### DESCRIPTION OF THE TASK:
The word to find is "slot". State how many lines below contain it, giving only the number.

=== Begin Enclosure ===

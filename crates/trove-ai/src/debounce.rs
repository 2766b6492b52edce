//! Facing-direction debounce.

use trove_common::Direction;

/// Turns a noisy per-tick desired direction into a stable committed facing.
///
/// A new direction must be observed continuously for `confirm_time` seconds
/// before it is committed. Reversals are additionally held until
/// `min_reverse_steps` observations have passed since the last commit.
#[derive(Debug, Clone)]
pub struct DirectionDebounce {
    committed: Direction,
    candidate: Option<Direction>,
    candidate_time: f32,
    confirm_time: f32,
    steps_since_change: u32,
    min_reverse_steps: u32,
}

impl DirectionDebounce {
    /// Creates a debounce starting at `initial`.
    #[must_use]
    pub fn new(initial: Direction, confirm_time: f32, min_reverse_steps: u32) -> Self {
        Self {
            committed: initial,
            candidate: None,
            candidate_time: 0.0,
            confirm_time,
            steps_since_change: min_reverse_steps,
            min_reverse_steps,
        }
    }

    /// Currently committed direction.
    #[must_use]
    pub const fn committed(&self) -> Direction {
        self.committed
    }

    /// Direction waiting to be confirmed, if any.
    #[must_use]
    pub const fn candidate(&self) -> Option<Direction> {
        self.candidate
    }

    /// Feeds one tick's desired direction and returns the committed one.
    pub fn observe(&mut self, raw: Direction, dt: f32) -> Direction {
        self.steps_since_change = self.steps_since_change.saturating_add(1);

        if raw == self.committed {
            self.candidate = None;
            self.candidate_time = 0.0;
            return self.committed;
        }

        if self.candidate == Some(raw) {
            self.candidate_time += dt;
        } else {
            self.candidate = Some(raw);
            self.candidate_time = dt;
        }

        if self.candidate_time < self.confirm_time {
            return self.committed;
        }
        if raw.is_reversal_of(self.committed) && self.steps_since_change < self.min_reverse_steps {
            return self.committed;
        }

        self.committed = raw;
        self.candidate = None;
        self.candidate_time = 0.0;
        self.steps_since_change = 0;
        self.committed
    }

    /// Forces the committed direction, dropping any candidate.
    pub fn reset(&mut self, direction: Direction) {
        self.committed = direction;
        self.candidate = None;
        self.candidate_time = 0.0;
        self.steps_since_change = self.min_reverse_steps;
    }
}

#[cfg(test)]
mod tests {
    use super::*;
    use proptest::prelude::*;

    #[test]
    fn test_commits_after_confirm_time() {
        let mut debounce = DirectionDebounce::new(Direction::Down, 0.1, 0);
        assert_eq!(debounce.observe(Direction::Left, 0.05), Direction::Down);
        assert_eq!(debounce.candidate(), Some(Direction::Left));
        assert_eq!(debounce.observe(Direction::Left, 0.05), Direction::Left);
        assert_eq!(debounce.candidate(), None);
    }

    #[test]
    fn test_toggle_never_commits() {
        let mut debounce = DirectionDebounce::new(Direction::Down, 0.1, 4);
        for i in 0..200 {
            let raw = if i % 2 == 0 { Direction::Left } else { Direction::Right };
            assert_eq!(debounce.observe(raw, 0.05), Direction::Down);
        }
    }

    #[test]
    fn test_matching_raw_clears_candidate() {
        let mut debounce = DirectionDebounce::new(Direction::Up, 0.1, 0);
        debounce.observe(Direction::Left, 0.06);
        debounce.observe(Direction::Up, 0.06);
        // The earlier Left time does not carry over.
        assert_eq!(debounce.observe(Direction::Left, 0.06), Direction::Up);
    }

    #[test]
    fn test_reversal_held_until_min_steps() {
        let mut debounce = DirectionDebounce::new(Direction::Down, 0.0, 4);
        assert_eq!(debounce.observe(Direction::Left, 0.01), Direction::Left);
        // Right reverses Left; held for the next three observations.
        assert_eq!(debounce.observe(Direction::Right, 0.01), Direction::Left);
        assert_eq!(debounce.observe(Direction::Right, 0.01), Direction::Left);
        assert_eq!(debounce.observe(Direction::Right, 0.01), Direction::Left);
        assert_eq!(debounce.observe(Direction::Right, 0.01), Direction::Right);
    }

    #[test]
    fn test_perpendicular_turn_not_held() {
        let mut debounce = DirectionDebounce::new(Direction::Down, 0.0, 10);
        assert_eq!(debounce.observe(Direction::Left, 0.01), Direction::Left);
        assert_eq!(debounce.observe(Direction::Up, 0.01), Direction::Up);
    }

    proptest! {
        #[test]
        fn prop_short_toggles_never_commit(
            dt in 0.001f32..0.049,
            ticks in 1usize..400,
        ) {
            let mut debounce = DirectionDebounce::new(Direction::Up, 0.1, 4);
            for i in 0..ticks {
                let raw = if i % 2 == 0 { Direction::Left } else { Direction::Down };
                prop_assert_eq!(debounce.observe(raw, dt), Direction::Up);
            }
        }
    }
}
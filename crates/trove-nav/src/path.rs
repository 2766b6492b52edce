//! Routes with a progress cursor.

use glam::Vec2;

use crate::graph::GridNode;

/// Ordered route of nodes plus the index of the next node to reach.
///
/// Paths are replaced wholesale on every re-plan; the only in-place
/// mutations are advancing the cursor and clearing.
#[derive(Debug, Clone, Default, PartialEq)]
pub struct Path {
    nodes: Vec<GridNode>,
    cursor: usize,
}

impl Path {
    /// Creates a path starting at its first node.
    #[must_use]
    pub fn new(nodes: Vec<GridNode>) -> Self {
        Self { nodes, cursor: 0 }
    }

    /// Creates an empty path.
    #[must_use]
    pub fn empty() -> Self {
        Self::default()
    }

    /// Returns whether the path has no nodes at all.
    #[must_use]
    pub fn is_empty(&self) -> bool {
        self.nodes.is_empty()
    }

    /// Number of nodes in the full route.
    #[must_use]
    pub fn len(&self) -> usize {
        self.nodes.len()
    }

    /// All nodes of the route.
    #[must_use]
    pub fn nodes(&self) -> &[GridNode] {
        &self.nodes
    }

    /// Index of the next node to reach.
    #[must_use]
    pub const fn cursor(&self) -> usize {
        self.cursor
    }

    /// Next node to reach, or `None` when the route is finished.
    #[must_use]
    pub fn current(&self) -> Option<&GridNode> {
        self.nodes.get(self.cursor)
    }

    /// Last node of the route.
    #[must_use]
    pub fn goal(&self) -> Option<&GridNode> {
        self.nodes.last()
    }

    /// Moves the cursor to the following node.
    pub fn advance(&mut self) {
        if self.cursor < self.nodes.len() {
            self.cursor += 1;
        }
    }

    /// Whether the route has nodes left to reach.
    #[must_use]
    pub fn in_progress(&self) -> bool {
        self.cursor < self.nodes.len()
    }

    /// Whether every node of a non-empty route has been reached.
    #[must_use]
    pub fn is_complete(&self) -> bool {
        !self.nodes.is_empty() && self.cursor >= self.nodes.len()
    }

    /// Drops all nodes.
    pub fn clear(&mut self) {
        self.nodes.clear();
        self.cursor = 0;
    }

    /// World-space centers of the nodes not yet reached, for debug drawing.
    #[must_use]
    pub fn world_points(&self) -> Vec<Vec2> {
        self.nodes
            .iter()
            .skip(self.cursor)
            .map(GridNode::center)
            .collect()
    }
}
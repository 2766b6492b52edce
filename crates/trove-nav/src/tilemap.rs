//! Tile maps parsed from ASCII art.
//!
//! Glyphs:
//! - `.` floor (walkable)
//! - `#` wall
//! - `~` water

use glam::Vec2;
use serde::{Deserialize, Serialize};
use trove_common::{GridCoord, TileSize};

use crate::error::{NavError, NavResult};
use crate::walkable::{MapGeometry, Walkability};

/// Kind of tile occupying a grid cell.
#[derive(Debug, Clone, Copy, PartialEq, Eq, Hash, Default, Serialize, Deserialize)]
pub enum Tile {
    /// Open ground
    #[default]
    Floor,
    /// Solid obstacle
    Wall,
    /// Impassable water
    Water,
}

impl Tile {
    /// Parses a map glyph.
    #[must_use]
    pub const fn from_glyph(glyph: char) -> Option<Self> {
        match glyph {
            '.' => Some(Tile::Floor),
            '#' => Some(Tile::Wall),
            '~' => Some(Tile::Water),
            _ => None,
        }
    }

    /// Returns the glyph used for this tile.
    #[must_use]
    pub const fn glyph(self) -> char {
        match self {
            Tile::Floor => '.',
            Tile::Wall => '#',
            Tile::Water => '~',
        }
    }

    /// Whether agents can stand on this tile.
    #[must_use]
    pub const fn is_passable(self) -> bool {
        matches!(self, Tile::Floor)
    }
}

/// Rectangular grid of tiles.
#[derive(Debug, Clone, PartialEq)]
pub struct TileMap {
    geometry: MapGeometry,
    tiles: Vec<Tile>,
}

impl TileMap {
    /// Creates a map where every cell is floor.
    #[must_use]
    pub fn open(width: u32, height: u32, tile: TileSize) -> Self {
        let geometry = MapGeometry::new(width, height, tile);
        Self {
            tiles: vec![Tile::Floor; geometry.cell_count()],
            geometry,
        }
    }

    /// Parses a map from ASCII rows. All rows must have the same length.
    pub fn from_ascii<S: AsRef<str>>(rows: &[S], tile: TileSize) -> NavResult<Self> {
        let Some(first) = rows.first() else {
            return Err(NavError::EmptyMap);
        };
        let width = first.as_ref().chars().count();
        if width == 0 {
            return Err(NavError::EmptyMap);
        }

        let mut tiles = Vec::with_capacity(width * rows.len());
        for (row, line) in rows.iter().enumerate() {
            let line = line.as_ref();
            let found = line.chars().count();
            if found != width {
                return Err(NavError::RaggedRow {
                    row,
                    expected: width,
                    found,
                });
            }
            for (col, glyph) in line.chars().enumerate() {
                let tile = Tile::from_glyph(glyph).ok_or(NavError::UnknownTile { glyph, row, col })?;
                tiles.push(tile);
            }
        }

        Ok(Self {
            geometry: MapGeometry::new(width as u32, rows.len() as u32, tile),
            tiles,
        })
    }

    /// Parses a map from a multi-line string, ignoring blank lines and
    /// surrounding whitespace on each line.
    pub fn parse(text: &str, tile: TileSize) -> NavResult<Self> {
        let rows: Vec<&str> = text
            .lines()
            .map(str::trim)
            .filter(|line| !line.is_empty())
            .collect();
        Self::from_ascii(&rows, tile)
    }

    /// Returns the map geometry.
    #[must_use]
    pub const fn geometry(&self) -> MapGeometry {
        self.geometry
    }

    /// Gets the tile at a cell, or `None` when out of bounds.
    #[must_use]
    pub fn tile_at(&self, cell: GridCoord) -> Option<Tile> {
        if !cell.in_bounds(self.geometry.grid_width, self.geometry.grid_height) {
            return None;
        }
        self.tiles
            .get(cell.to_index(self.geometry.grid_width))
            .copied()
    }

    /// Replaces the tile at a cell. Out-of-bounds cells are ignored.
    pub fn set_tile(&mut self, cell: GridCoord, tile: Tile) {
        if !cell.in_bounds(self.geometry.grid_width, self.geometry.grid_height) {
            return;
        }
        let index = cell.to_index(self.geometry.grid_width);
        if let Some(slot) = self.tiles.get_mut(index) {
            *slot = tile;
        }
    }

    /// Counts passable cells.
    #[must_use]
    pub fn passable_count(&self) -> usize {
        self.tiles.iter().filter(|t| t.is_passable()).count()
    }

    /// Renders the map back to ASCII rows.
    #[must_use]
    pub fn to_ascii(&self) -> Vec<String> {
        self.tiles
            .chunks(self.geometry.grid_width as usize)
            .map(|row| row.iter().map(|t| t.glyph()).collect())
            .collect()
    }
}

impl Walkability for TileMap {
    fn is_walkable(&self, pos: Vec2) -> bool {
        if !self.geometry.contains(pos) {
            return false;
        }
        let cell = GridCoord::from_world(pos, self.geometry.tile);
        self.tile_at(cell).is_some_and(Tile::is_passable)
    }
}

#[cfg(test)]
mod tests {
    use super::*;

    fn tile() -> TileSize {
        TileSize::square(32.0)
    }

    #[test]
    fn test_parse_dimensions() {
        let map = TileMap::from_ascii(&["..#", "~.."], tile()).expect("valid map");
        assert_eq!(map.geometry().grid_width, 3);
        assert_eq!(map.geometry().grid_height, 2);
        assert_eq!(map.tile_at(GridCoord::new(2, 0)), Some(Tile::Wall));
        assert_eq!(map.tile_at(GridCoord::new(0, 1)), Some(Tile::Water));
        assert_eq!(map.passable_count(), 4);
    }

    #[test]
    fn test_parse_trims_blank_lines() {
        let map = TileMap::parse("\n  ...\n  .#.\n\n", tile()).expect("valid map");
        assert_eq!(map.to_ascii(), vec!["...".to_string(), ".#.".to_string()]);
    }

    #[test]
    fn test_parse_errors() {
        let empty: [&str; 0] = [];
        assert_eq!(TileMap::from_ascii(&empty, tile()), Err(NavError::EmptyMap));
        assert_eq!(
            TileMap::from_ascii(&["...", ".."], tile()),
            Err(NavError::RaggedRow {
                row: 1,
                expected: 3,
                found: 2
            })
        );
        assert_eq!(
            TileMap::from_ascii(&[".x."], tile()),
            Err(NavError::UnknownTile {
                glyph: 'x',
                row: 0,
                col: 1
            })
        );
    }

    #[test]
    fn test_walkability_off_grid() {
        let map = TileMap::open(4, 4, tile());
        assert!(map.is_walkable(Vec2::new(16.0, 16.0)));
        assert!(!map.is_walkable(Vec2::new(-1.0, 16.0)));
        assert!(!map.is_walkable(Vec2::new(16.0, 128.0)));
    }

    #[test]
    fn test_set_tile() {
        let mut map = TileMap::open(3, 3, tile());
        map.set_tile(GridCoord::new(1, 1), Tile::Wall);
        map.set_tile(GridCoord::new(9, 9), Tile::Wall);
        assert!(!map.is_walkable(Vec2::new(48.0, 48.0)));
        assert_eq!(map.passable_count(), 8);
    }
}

=== End Enclosure ===

### FINAL ANSWER:
2